▼
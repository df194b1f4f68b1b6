use axum::{extract::FromRequestParts, http::request::Parts};
use tower_sessions::Session;

use crate::{appresult::AppError, db::UserId};

pub const USER_ID: &str = "user_id";

/// The authenticated caller, read from the session.
#[derive(Debug, Clone, Copy)]
pub struct CurrentUser(pub UserId);

impl<S> FromRequestParts<S> for CurrentUser
where
    S: Send + Sync,
{
    type Rejection = AppError;

    async fn from_request_parts(parts: &mut Parts, state: &S) -> Result<Self, Self::Rejection> {
        let session = Session::from_request_parts(parts, state)
            .await
            .map_err(|(_, msg)| AppError::Unauthorized(msg.to_owned()))?;

        match session.get::<UserId>(USER_ID).await? {
            Some(user_id) => Ok(CurrentUser(user_id)),
            None => Err(AppError::Unauthorized("not logged in".to_owned())),
        }
    }
}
▲
Using the data above, return each line that includes the word "Unauthorized".

### Problem solution
            .map_err(|(_, msg)| AppError::Unauthorized(msg.to_owned()))?;
            None => Err(AppError::Unauthorized("not logged in".to_owned())),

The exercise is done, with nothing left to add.